Mais rien ne vous prépare vraiment à un jardin entouré de routes, de lignes de tramway, de parkings et de gratte-ciel dans le CBD de Melbourne. Niché derrière un bâtiment patrimonial sur Collins Street, ce jardin est si grand et si intemporel qu’il est déroutant.
Dans le jardin clos du Melbourne Club.Crédit: Luis Enrique Ascui
Aménagé sur 1 600 mètres carrés, vous pourriez y installer six courts de tennis. Il pourrait éventuellement abriter un gratte-ciel. Une extension aussi vaste des terres ouvertes est souvent considérée comme une opportunité pour autre chose. Mais – et c’est là le plus merveilleux – cette partie de la ville est restée luxuriante, intacte, au ras du sol. verdure. Depuis plus de 160 ans.
Ce sanctuaire en plein air fait partie du Melbourne Club, le plus ancien club de gentlemen de Victoria. Debout dans ce jardin, vous avez l’impression de voyager dans un autre temps et dans un autre lieu. Et dans un sens, oui.

L’un des meilleurs spécimens de London Plane à Victoria donne une ombre estivale généreuse.Crédit: Luis Enrique Ascui
Refroidir une ville surchauffée, réduire le ruissellement des eaux pluviales et accroître la biodiversité n’étaient probablement pas une priorité lorsque le club, alors âgé de 21 ans, s’est installé ici en 1859.
Lorsque cet espace vert a été créé, le changement climatique n’était pas le grand sujet qu’il est aujourd’hui. L’effet d’îlot de chaleur urbain était un terme qui n’était pas encore entré dans le lexique quotidien.

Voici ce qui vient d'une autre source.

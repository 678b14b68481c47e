/*!
 * Status Records
 * Pure mapping from lifecycle state to the externally visible status
 * record, plus its fixed wire encoding
 */

use crate::core::types::{Pid, Uid};
use crate::process::types::{ExitStatus, ThreadState};
use crate::signals::Signal;
use crate::wait::types::{WaitError, WaitResult};
use serde::{Deserialize, Serialize};

/// Classification of the observed transition, Linux CLD_* values
#[derive(Debug, Clone, Copy, PartialEq, Eq, Serialize, Deserialize)]
#[serde(rename_all = "snake_case")]
#[repr(u32)]
pub enum StatusCode {
    Exited = 1,
    Killed = 2,
    Stopped = 5,
    Continued = 6,
}

/// The output payload of a successful wait. Field layout mirrors siginfo:
/// the delivering signal is always SIGCHLD, except in the zeroed
/// nothing-ready record where every field is 0.
#[derive(Debug, Clone, Copy, PartialEq, Eq, Serialize, Deserialize)]
#[serde(rename_all = "snake_case")]
pub struct StatusRecord {
    /// Signal number announcing the event (SIGCHLD, or 0 when zeroed)
    pub signal: u32,
    /// Originating process
    pub pid: Pid,
    /// Owner of the originating process
    pub uid: Uid,
    /// Transition classification (CLD_* value, 0 when zeroed)
    pub code: u32,
    /// Exit code or signal number, depending on `code`
    pub value: i32,
}

/// Wire size of an encoded record: five 32-bit little-endian fields
pub const STATUS_RECORD_BYTES: usize = 20;

impl StatusRecord {
    fn new(pid: Pid, uid: Uid, code: StatusCode, value: i32) -> Self {
        Self {
            signal: Signal::SIGCHLD.number(),
            pid,
            uid,
            code: code as u32,
            value,
        }
    }

    /// Build from a live (not dead) thread state, for stop/continue
    /// reporting.
    ///
    /// Observing Dead here is state-machine corruption: the caller must
    /// route dead processes through the reaper instead.
    pub fn from_live_state(
        pid: Pid,
        uid: Uid,
        state: ThreadState,
        stop_signal: Option<Signal>,
    ) -> WaitResult<Self> {
        let value = stop_signal.map(|s| s.number() as i32).unwrap_or(0);
        match state {
            ThreadState::Stopped => Ok(Self::new(pid, uid, StatusCode::Stopped, value)),
            s if s.is_live_running_set() => Ok(Self::new(pid, uid, StatusCode::Continued, value)),
            _ => Err(WaitError::InvariantViolation { pid, state }),
        }
    }

    /// Build from a recorded exit status, the reap path
    pub fn from_exit_status(pid: Pid, uid: Uid, status: ExitStatus) -> Self {
        match status {
            ExitStatus::Exited(code) => Self::new(pid, uid, StatusCode::Exited, code),
            ExitStatus::Killed(signal) => {
                Self::new(pid, uid, StatusCode::Killed, signal.number() as i32)
            }
        }
    }

    /// The nothing-ready record a non-blocking wait delivers: all zeroes,
    /// per the POSIX WNOHANG convention
    pub fn zeroed() -> Self {
        Self {
            signal: 0,
            pid: 0,
            uid: 0,
            code: 0,
            value: 0,
        }
    }

    /// Fixed little-endian wire encoding
    pub fn encode(&self) -> [u8; STATUS_RECORD_BYTES] {
        let mut bytes = [0u8; STATUS_RECORD_BYTES];
        bytes[0..4].copy_from_slice(&self.signal.to_le_bytes());
        bytes[4..8].copy_from_slice(&self.pid.to_le_bytes());
        bytes[8..12].copy_from_slice(&self.uid.to_le_bytes());
        bytes[12..16].copy_from_slice(&self.code.to_le_bytes());
        bytes[16..20].copy_from_slice(&self.value.to_le_bytes());
        bytes
    }
}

Mais maintenant que nos villes deviennent plus chaudes, plus urbanisées et plus encombrées, les avantages de cet espace verdoyant aux allures de parc se multiplient.

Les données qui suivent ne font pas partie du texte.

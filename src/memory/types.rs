/*!
 * Memory Types
 * Protection flags and user-memory errors
 */

use crate::core::types::{Address, Pid, Size};
use bitflags::bitflags;
use thiserror::Error;

/// Memory operation result
pub type MemoryResult<T> = Result<T, MemoryError>;

/// User memory errors. Every variant maps to EFAULT at the syscall
/// boundary except the mapping-management ones, which only surface through
/// the region API.
#[derive(Error, Debug, Clone, PartialEq, Eq)]
pub enum MemoryError {
    #[error("Address range {address:#x}+{len} not mapped in process {pid}")]
    Unmapped { pid: Pid, address: Address, len: Size },

    #[error("Protection violation at {address:#x} in process {pid}: need {needed:?}")]
    ProtectionViolation {
        pid: Pid,
        address: Address,
        needed: Protection,
    },

    #[error("Region at {address:#x} overlaps an existing mapping in process {pid}")]
    Overlap { pid: Pid, address: Address },

    #[error("Invalid range {address:#x}+{len}")]
    InvalidRange { address: Address, len: Size },

    #[error("Region limit exceeded for process {0}")]
    RegionLimitExceeded(Pid),
}

bitflags! {
    /// Access protection of a user memory region
    #[derive(Debug, Clone, Copy, PartialEq, Eq)]
    pub struct Protection: u32 {
        const READ = 0b001;
        const WRITE = 0b010;
        const EXEC = 0b100;
    }
}

impl Protection {
    pub fn readable(&self) -> bool {
        self.contains(Protection::READ)
    }

    pub fn writable(&self) -> bool {
        self.contains(Protection::WRITE)
    }
}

Il n’y a pas si longtemps, des chercheurs de l’Université de Melbourne ont installé des stations météorologiques dans le club et ont collecté des données empiriques qui ont confirmé quelque chose que beaucoup d’entre nous auraient de toute façon soupçonné : la température moyenne quotidienne du jardin en été est « constamment inférieure » à la température du club. toit. « Cela indique un effet de refroidissement par évaporation substantiel dans le jardin et l’avantage d’avoir des plantes en milieu urbain », ont écrit les chercheurs.